Soil microorganisms serve as pivotal drivers of biogeochemical processes and custodians of ecological equilibrium in wetland ecosystems. Understanding their functional potential across diverse types of wetlands is critical for informing targeted conservation initiatives and evidence-based restoration paradigms. Our metagenomic analysis revealed Proteobacteria and Ascomycota as the predominant bacterial and fungal phyla, respectively, across coastal, constructed, and swampy wetlands. Notably, microbial community exhibited significant distinctions in both taxonomic composition and functional gene β-diversity associated with carbon and sulfur cycles.

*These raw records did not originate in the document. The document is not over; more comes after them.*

//! Phonebook Interface Definition
//!
//! Value types shared between the record store, the prefix index and
//! whatever application layer sits on top of them.

use crate::models::ContactId;
use serde::{Deserialize, Serialize};
use thiserror::Error;

// ═══════════════════════════════════════════════════════════════════════════════
// ENUMS
// ═══════════════════════════════════════════════════════════════════════════════

/// Contact group shown as a badge and usable as a list filter
#[derive(Debug, Clone, Copy, PartialEq, Eq, Hash, Default, Serialize, Deserialize)]
#[serde(rename_all = "lowercase")]
pub enum Tag {
    Family,
    Work,
    Friends,
    #[default]
    Other,
}

impl Tag {
    pub const ALL: [Tag; 4] = [Tag::Family, Tag::Work, Tag::Friends, Tag::Other];

    pub fn as_str(&self) -> &'static str {
        match self {
            Tag::Family => "family",
            Tag::Work => "work",
            Tag::Friends => "friends",
            Tag::Other => "other",
        }
    }

    /// Parse a tag name. Unknown names fall back to `Other`.
    pub fn from_name(name: &str) -> Self {
        match name.trim().to_lowercase().as_str() {
            "family" => Tag::Family,
            "work" => Tag::Work,
            "friends" => Tag::Friends,
            _ => Tag::Other,
        }
    }
}

/// Which contacts a listing shows
#[derive(Debug, Clone, Copy, PartialEq, Eq, Default)]
pub enum ContactFilter {
    #[default]
    All,
    Favorites,
    Tag(Tag),
}

/// Listing order
#[derive(Debug, Clone, Copy, PartialEq, Eq, Default)]
pub enum SortOrder {
    /// Case-insensitive by display name
    #[default]
    Name,
    /// Most recently called first; never-called contacts last, by name
    Recent,
}

// ═══════════════════════════════════════════════════════════════════════════════
// RECORDS (Structs)
// ═══════════════════════════════════════════════════════════════════════════════

/// User-entered contact fields, as submitted from an add/edit form
#[derive(Debug, Clone, PartialEq, Eq, Default)]
pub struct ContactDraft {
    pub name: String,
    pub phone: String,
    pub email: Option<String>,
    pub tag: Tag,
}

impl ContactDraft {
    pub fn new(name: impl Into<String>, phone: impl Into<String>) -> Self {
        Self {
            name: name.into(),
            phone: phone.into(),
            ..Self::default()
        }
    }

    pub fn with_email(mut self, email: impl Into<String>) -> Self {
        self.email = Some(email.into());
        self
    }

    pub fn with_tag(mut self, tag: Tag) -> Self {
        self.tag = tag;
        self
    }

    /// Trim every field and reject drafts without a name or phone.
    /// A blank email becomes `None`.
    pub(crate) fn normalized(self) -> Result<Self, PhonebookError> {
        let name = self.name.trim().to_string();
        let phone = self.phone.trim().to_string();
        if name.is_empty() || phone.is_empty() {
            return Err(PhonebookError::InvalidInput(
                "Name and phone number are required".to_string(),
            ));
        }
        let email = self
            .email
            .map(|e| e.trim().to_string())
            .filter(|e| !e.is_empty());
        Ok(Self {
            name,
            phone,
            email,
            tag: self.tag,
        })
    }
}

/// Header counters
#[derive(Debug, Clone, Copy, PartialEq, Eq, Default)]
pub struct PhonebookStats {
    pub total_contacts: u64,
    /// Contacts with a `last_called` timestamp
    pub recent_calls: u64,
    pub call_logs: u64,
}

/// Badge counts for each filter
#[derive(Debug, Clone, Copy, PartialEq, Eq, Default)]
pub struct FilterCounts {
    pub all: u64,
    pub favorites: u64,
    pub family: u64,
    pub work: u64,
    pub friends: u64,
    pub other: u64,
}

impl FilterCounts {
    pub fn for_tag(&self, tag: Tag) -> u64 {
        match tag {
            Tag::Family => self.family,
            Tag::Work => self.work,
            Tag::Friends => self.friends,
            Tag::Other => self.other,
        }
    }
}

/// Error type for phonebook operations
#[derive(Debug, Error)]
pub enum PhonebookError {
    #[error("Database error: {0}")]
    DatabaseError(String),
    #[error("Serialization error: {0}")]
    Serialization(String),
    #[error("Invalid input: {0}")]
    InvalidInput(String),
    #[error("Contact {0} not found")]
    NotFound(ContactId),
}

impl From<crate::database::DatabaseError> for PhonebookError {
    fn from(e: crate::database::DatabaseError) -> Self {
        PhonebookError::DatabaseError(e.to_string())
    }
}

impl From<serde_json::Error> for PhonebookError {
    fn from(e: serde_json::Error) -> Self {
        PhonebookError::Serialization(e.to_string())
    }
}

Furthermore, the coastal wetland with high salinity exhibited elevated dissimilatory sulfate reduction potential but reduced soil organic carbon (SOC), assimilatory sulfate reduction, hemicellulose degradation, chitin degradation, cellulose degradation potential, and carbohydrate-active enzyme (CAZy) Shannon diversity compared with other wetlands. These results suggested microbial carbon degradation potential and SOC stocks decreased in high salinity habitat but improved in habitat with high available nitrogen and phosphorus, indicative of stress-adapted microbes. The constructed wetland displayed distinctive nitrogen transformation characteristics with higher nitrification, assimilatory nitrate reduction and lower methanogenesis potential compared with natural wetlands. Hierarchical partitioning analysis identified salinity and nitrate nitrogen (NO₃^--N) dominantly shaped the divergence of microbial community and functional genes associated with soil carbon, nitrogen, sulfur, and arsenic cycles. The genetic co-occurrence patterns of coastal wetland showed a high modularity and a low positive to negative connection ratio, indicating the high stability of microbial community. These findings illuminate the microbial metabolic versatility underpinning wetland biogeochemical cycle under environmental stress while providing critical implications for developing specific wetland conservation strategies.